For anyone needing a plot synopsis: Sweeney Todd was not always a vengeance focused, blood thirsty killer, but a loving husband and father -- that is, until he was exiled without just cause to Australia for fifteen years by the story's villain, Judge Turpin (Mark Jacoby) who wanted him out of the way because he lusted after his wife. The play begins with the wronged husband, now disguised as Sweeney Todd, back in London, finding his wife apparently dead and daughter Johanna (Lauren Molina) the ward of none other but the evil and still lascivious judge. Sweeney finds a willing helpmeet in Mrs. Lovett (LuPone), whose bakery dishes up "The Worst Pies In London."

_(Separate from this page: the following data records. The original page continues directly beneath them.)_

use std::future::Future;
use std::net::SocketAddr;
use std::time::Duration;

use tokio::io::{AsyncBufReadExt, AsyncReadExt, AsyncWriteExt, BufStream};
use tokio::net::TcpStream;
use tokio::time::{self, Instant};
use tracing::trace;

use crate::network::PING;
use crate::protocol::{Message, Payload, MAX_PAYLOAD_SIZE};
use crate::{AppError, AppResult};

/// A TLV speaking TCP connection with an optional deadline.
///
/// While a deadline is set, every read and write that is still pending when
/// it passes fails with [`AppError::Timeout`]; later calls fail the same way
/// until the deadline is pushed forward or cleared. A deadline that expires
/// in the middle of a frame leaves the stream out of sync, so only resume
/// after timeouts between frames.
///
/// A peer running a liveness probe writes `ping` between frames; those
/// probes are skipped and counted by [`read_message`](Self::read_message).
#[derive(Debug)]
pub struct Connection {
    stream: BufStream<TcpStream>,
    peer: SocketAddr,
    max_payload_size: u32,
    deadline: Option<Instant>,
    probes_seen: u64,
}

impl Connection {
    pub fn new(socket: TcpStream) -> AppResult<Connection> {
        let peer = socket.peer_addr()?;
        Ok(Connection {
            stream: BufStream::new(socket),
            peer,
            max_payload_size: MAX_PAYLOAD_SIZE,
            deadline: None,
            probes_seen: 0,
        })
    }

    pub async fn connect(address: &str) -> AppResult<Connection> {
        let socket = TcpStream::connect(address).await?;
        Connection::new(socket)
    }

    pub fn with_max_payload_size(mut self, max_payload_size: u32) -> Self {
        self.max_payload_size = max_payload_size.min(MAX_PAYLOAD_SIZE);
        self
    }

    pub fn peer_addr(&self) -> SocketAddr {
        self.peer
    }

    /// Liveness probes skipped so far.
    pub fn probes_seen(&self) -> u64 {
        self.probes_seen
    }

    pub fn set_deadline(&mut self, deadline: Option<Instant>) {
        self.deadline = deadline;
    }

    /// Shorthand for a deadline `timeout` from now.
    pub fn set_timeout(&mut self, timeout: Duration) {
        self.deadline = Some(Instant::now() + timeout);
    }

    /// Reads the next message, skipping liveness probes in front of it.
    /// `Ok(None)` means the peer closed the connection cleanly between two
    /// frames.
    pub async fn read_message(&mut self) -> AppResult<Option<Message>> {
        let max = self.max_payload_size;
        let deadline = self.deadline;
        let peer = self.peer;
        let stream = &mut self.stream;
        let probes_seen = &mut self.probes_seen;
        with_deadline(deadline, async move {
            loop {
                let buffered = stream.fill_buf().await?;
                if buffered.is_empty() {
                    return Ok(None);
                }
                if buffered[0] != PING[0] {
                    break;
                }
                let mut probe = [0u8; 4];
                stream.read_exact(&mut probe).await?;
                if &probe != PING {
                    return Err(AppError::UnknownType { actual: probe[0] });
                }
                *probes_seen += 1;
                trace!("skipped liveness probe from {}", peer);
            }
            let (message, read) = Message::read_limited(stream, max).await?;
            trace!("read {} bytes from {}", read, peer);
            Ok(Some(message))
        })
        .await
    }

    /// Writes and flushes one message, returning the bytes written.
    pub async fn write_message(&mut self, message: &Message) -> AppResult<u64> {
        let deadline = self.deadline;
        let stream = &mut self.stream;
        with_deadline(deadline, async move {
            let written = message.write_to(stream).await?;
            stream.flush().await?;
            Ok(written)
        })
        .await
    }

    pub async fn shutdown(&mut self) -> AppResult<()> {
        self.stream.shutdown().await?;
        Ok(())
    }
}

async fn with_deadline<T, F>(deadline: Option<Instant>, operation: F) -> AppResult<T>
where
    F: Future<Output = AppResult<T>>,
{
    match deadline {
        Some(deadline) => time::timeout_at(deadline, operation)
            .await
            .map_err(|_| AppError::Timeout("connection deadline exceeded".into()))?,
        None => operation.await,
    }
}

The insane asylum framework sacrifices the underlying class struggle of the original and might be a bit confusing at first, but it fits the insane rage that drives the barber beautifully and allows viewers to see the entire story as an inmate's nightmare. That inmate whom we first see in a straightjacket and gagged, turns out to be the the half-witted Tobias (Manoel Felciano) and the gag, a red scarf knitted by Mrs. Lovett when she's not singing or playing the tuba or orchestra bells. Feliciano plays this part with appealing gentleness and his "Not While I'm Around" duet with Mrs. Lovett is one of the show's many musical highlights.

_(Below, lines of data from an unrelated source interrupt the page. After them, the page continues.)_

// Copyright 2025 jonefeewang@gmail.com
//
// Licensed under the Apache License, Version 2.0 (the "License");
// you may not use this file except in compliance with the License.
// You may obtain a copy of the License at
//
//     http://www.apache.org/licenses/LICENSE-2.0
//
// Unless required by applicable law or agreed to in writing, software
// distributed under the License is distributed on an "AS IS" BASIS,
// WITHOUT WARRANTIES OR CONDITIONS OF ANY KIND, either express or implied.
// See the License for the specific language governing permissions and
// limitations under the License.

//! Racing several connection attempts, keeping the first one that succeeds.
//!
//! Every attempt runs in its own task against one shared [`CancelScope`].
//! The first attempt to connect publishes its connection into a single slot
//! without blocking; the coordinator takes it, cancels the scope so the other
//! attempts give up, and then waits for all of them before returning. An
//! attempt that connects after the scope ended, or finds the slot taken,
//! closes its connection itself.

use std::future::Future;
use std::io;
use std::sync::Arc;
use std::time::Duration;

use tokio::net::TcpStream;
use tokio::sync::mpsc::{self, error::TrySendError};
use tokio::time;
use tracing::{debug, info, trace};

use crate::service::{CancelScope, ScopeReason};
use crate::utils::TaskGroup;
use crate::{AppError, AppResult};

/// Opens one connection to an address.
pub trait Dialer: Send + Sync + 'static {
    type Conn: Send + 'static;

    fn dial(&self, address: &str) -> impl Future<Output = io::Result<Self::Conn>> + Send;
}

/// Plain TCP, optionally bounded by a per attempt connect timeout.
#[derive(Debug, Clone, Default)]
pub struct TcpDialer {
    connect_timeout: Option<Duration>,
}

impl TcpDialer {
    pub fn new(connect_timeout: Option<Duration>) -> Self {
        TcpDialer { connect_timeout }
    }
}

impl Dialer for TcpDialer {
    type Conn = TcpStream;

    fn dial(&self, address: &str) -> impl Future<Output = io::Result<TcpStream>> + Send {
        let connect_timeout = self.connect_timeout;
        let address = address.to_string();
        async move {
            match connect_timeout {
                Some(limit) => time::timeout(limit, TcpStream::connect(&address))
                    .await
                    .map_err(|_| {
                        io::Error::new(
                            io::ErrorKind::TimedOut,
                            format!("connect to {} timed out", address),
                        )
                    })?,
                None => TcpStream::connect(&address).await,
            }
        }
    }
}

/// The attempt that won the race.
#[derive(Debug)]
pub struct Winner<C> {
    /// 1-based position of the address in the candidate list
    pub id: usize,
    pub address: String,
    pub conn: C,
}

/// Everything known about a finished race.
#[derive(Debug)]
pub struct FanOutReport<C> {
    pub winner: Option<Winner<C>>,
    /// how the shared scope ended
    pub reason: Option<ScopeReason>,
    pub attempts: usize,
    /// attempts that had fully finished when the race returned
    pub finished: usize,
}

impl<C> FanOutReport<C> {
    pub fn into_result(self) -> AppResult<Winner<C>> {
        match (self.winner, self.reason) {
            (Some(winner), _) => Ok(winner),
            (None, Some(ScopeReason::DeadlineExceeded)) => Err(AppError::Timeout(format!(
                "none of {} candidates connected before the deadline",
                self.attempts
            ))),
            (None, Some(ScopeReason::Cancelled)) => Err(AppError::Cancelled(format!(
                "fan-out over {} candidates canceled",
                self.attempts
            ))),
            (None, None) => Err(AppError::IllegalStateError(
                "fan-out returned with a live scope".into(),
            )),
        }
    }
}

pub struct FanOut<D: Dialer> {
    dialer: Arc<D>,
    candidates: Vec<String>,
}

impl<D: Dialer> FanOut<D> {
    pub fn new(dialer: D) -> Self {
        FanOut {
            dialer: Arc::new(dialer),
            candidates: Vec::new(),
        }
    }

    pub fn candidate(mut self, address: impl Into<String>) -> Self {
        self.candidates.push(address.into());
        self
    }

    pub fn candidates<I, S>(mut self, addresses: I) -> Self
    where
        I: IntoIterator<Item = S>,
        S: Into<String>,
    {
        self.candidates.extend(addresses.into_iter().map(Into::into));
        self
    }

    pub fn len(&self) -> usize {
        self.candidates.len()
    }

    pub fn is_empty(&self) -> bool {
        self.candidates.is_empty()
    }

    /// Races all candidates and returns the winner's connection, or the
    /// reason the scope ended without one.
    pub async fn race(&self, scope: &CancelScope) -> AppResult<Winner<D::Conn>> {
        self.race_report(scope).await.into_result()
    }

    /// Like [`race`](Self::race) but reports the scope's terminal reason and
    /// the attempt bookkeeping as well.
    ///
    /// Failed attempts only remove a contender. With no contender left the
    /// race still waits for the scope, so bind a deadline to it.
    pub async fn race_report(&self, scope: &CancelScope) -> FanOutReport<D::Conn> {
        let (winner_tx, mut winner_rx) = mpsc::channel(1);
        let mut attempts = TaskGroup::new("fan-out");
        for (index, address) in self.candidates.iter().enumerate() {
            attempts.spawn(attempt(
                self.dialer.clone(),
                scope.clone(),
                index + 1,
                address.clone(),
                winner_tx.clone(),
            ));
        }
        // only attempts hold senders from here on
        drop(winner_tx);
        let spawned = attempts.spawned();

        let mut contenders_left = true;
        let winner = loop {
            tokio::select! {
                biased;
                _ = scope.cancelled() => break None,
                published = winner_rx.recv(), if contenders_left => match published {
                    Some(winner) => {
                        scope.cancel();
                        break Some(winner);
                    }
                    None => {
                        debug!("every dial attempt failed, waiting for the scope to end");
                        contenders_left = false;
                    }
                },
            }
        };

        let finished = attempts.join_all().await;
        // a second success may have filled the slot after the first was taken
        winner_rx.close();
        while let Ok(redundant) = winner_rx.try_recv() {
            trace!("closing redundant connection from dialer {}", redundant.id);
        }

        let reason = scope.reason();
        match &winner {
            Some(winner) => info!("dialer {} won the race to {}", winner.id, winner.address),
            None => info!("no dialer connected: {:?}", reason),
        }
        FanOutReport {
            winner,
            reason,
            attempts: spawned,
            finished,
        }
    }
}

async fn attempt<D: Dialer>(
    dialer: Arc<D>,
    scope: CancelScope,
    id: usize,
    address: String,
    winner_tx: mpsc::Sender<Winner<D::Conn>>,
) {
    let conn = tokio::select! {
        biased;
        _ = scope.cancelled() => {
            trace!("dialer {} canceled", id);
            return;
        }
        result = dialer.dial(&address) => match result {
            Ok(conn) => conn,
            Err(e) => {
                debug!("dialer {} failed to connect to {}: {}", id, address, e);
                return;
            }
        },
    };

    // nobody is listening any more, close right away
    if scope.is_done() {
        trace!("dialer {} connected after the scope ended, closing", id);
        return;
    }
    match winner_tx.try_send(Winner { id, address, conn }) {
        Ok(()) => trace!("dialer {} published its connection", id),
        Err(TrySendError::Full(lost)) | Err(TrySendError::Closed(lost)) => {
            trace!("dialer {} lost the race, closing", lost.id);
        }
    }
}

Once Tobias is released from his straightjacket, the story introduces the entire company with a riveting rendering of "The Ballad of Sweeney Todd." Sweeney enters seething with rage at the world to which he's returned ("There’s a hole in the world / Like a great black pit / And the vermin of the world inhabit it / And its morals aren’t worth / What a pig could spit / And it goes by the name of London").

The entire cast moves seamlessly from portraying their main characters and being part of the ensemble singing and instrument playing (I've included the instruments played by each performer in the production notes and if it strikes you that the instruments seem especially suited to the characters portrayed, you're right). Richard G. Jones's lighting is full of dazzling blazing red moments. Not one to ask more of his cast than himself, Doyle also multi-tasks, adding just enough blood-red accents to his stark black and white pallette.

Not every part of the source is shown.